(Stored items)
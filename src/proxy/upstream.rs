//! Upstream transport
//!
//! The gateway talks to providers through [`UpstreamTransport`] so the
//! mapping and accumulation pipeline can be driven without a network.
//! [`HttpUpstream`] is the reqwest implementation used in production.

use async_trait::async_trait;
use futures::StreamExt;
use reqwest::header::HeaderMap;
use serde_json::Value;

use super::logging::RequestContext;
use crate::error::{AppError, AppResult};
use crate::mapping::ProviderRequest;
use crate::native::streaming::StreamError;
use crate::streaming::{truncate_for_log, ByteStream};

/// One fully-prepared upstream call
#[derive(Debug, Clone)]
pub struct UpstreamRequest {
    pub url: String,
    pub headers: HeaderMap,
    pub body: ProviderRequest,
    pub context: RequestContext,
}

/// Sends prepared calls and returns the response body as a byte stream
#[async_trait]
pub trait UpstreamTransport: Send + Sync {
    /// Non-2xx responses are returned as [`AppError::Upstream`]
    async fn send(&self, request: UpstreamRequest) -> AppResult<ByteStream>;
}

/// Pull a human-readable message out of an upstream error body
pub fn upstream_error_message(body: &str) -> String {
    let parsed: Option<Value> = serde_json::from_str(body).ok();
    let message = parsed.as_ref().and_then(|value| {
        let error = value.get("error").unwrap_or(value);
        match error {
            Value::String(message) => Some(message.clone()),
            other => other.get("message").and_then(Value::as_str).map(str::to_string),
        }
    });
    message.unwrap_or_else(|| truncate_for_log(body.trim()).to_string())
}

/// reqwest-backed transport
#[derive(Debug, Clone)]
pub struct HttpUpstream {
    client: reqwest::Client,
}

impl HttpUpstream {
    pub fn new(client: reqwest::Client) -> Self {
        Self { client }
    }
}

#[async_trait]
impl UpstreamTransport for HttpUpstream {
    async fn send(&self, request: UpstreamRequest) -> AppResult<ByteStream> {
        let UpstreamRequest { url, headers, body, context } = request;

        let payload = serde_json::to_vec(&body)?;
        context.log_upstream_request(&url, payload.len());

        let response = self
            .client
            .post(&url)
            .headers(headers)
            .body(payload)
            .send()
            .await
            .map_err(|e| {
                let status = if e.is_timeout() {
                    context.log_timeout(&url);
                    504
                } else {
                    context.log_connection_error(&e.to_string(), &url);
                    502
                };
                AppError::Upstream {
                    provider: context.provider.clone(),
                    status,
                    message: e.to_string(),
                }
            })?;

        let status = response.status();
        context.log_upstream_response(status.as_u16());

        if !status.is_success() {
            let text = response.text().await.unwrap_or_default();
            let message = upstream_error_message(&text);
            context.log_error(&message);
            return Err(AppError::Upstream {
                provider: context.provider.clone(),
                status: status.as_u16(),
                message,
            });
        }

        Ok(Box::pin(
            response
                .bytes_stream()
                .map(|chunk| chunk.map_err(|e| StreamError::Upstream(e.to_string()))),
        ))
    }
}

__BRIEF__
Nothing in the entries above may be left out; retype them all exactly.

__WRITTEN SOLUTION__
filename src/proxy/upstream.rs
//! Upstream transport
//!
//! The gateway talks to providers through [`UpstreamTransport`] so the
//! mapping and accumulation pipeline can be driven without a network.
//! [`HttpUpstream`] is the reqwest implementation used in production.

use async_trait::async_trait;
use futures::StreamExt;
use reqwest::header::HeaderMap;
use serde_json::Value;

use super::logging::RequestContext;
use crate::error::{AppError, AppResult};
use crate::mapping::ProviderRequest;
use crate::native::streaming::StreamError;
use crate::streaming::{truncate_for_log, ByteStream};

/// One fully-prepared upstream call
#[derive(Debug, Clone)]
pub struct UpstreamRequest {
    pub url: String,
    pub headers: HeaderMap,
    pub body: ProviderRequest,
    pub context: RequestContext,
}

/// Sends prepared calls and returns the response body as a byte stream
#[async_trait]
pub trait UpstreamTransport: Send + Sync {
    /// Non-2xx responses are returned as [`AppError::Upstream`]
    async fn send(&self, request: UpstreamRequest) -> AppResult<ByteStream>;
}

/// Pull a human-readable message out of an upstream error body
pub fn upstream_error_message(body: &str) -> String {
    let parsed: Option<Value> = serde_json::from_str(body).ok();
    let message = parsed.as_ref().and_then(|value| {
        let error = value.get("error").unwrap_or(value);
        match error {
            Value::String(message) => Some(message.clone()),
            other => other.get("message").and_then(Value::as_str).map(str::to_string),
        }
    });
    message.unwrap_or_else(|| truncate_for_log(body.trim()).to_string())
}

/// reqwest-backed transport
#[derive(Debug, Clone)]
pub struct HttpUpstream {
    client: reqwest::Client,
}

impl HttpUpstream {
    pub fn new(client: reqwest::Client) -> Self {
        Self { client }
    }
}

#[async_trait]
impl UpstreamTransport for HttpUpstream {
    async fn send(&self, request: UpstreamRequest) -> AppResult<ByteStream> {
        let UpstreamRequest { url, headers, body, context } = request;

        let payload = serde_json::to_vec(&body)?;
        context.log_upstream_request(&url, payload.len());

        let response = self
            .client
            .post(&url)
            .headers(headers)
            .body(payload)
            .send()
            .await
            .map_err(|e| {
                let status = if e.is_timeout() {
                    context.log_timeout(&url);
                    504
                } else {
                    context.log_connection_error(&e.to_string(), &url);
                    502
                };
                AppError::Upstream {
                    provider: context.provider.clone(),
                    status,
                    message: e.to_string(),
                }
            })?;

        let status = response.status();
        context.log_upstream_response(status.as_u16());

        if !status.is_success() {
            let text = response.text().await.unwrap_or_default();
            let message = upstream_error_message(&text);
            context.log_error(&message);
            return Err(AppError::Upstream {
                provider: context.provider.clone(),
                status: status.as_u16(),
                message,
            });
        }

        Ok(Box::pin(
            response
                .bytes_stream()
                .map(|chunk| chunk.map_err(|e| StreamError::Upstream(e.to_string()))),
        ))
    }
}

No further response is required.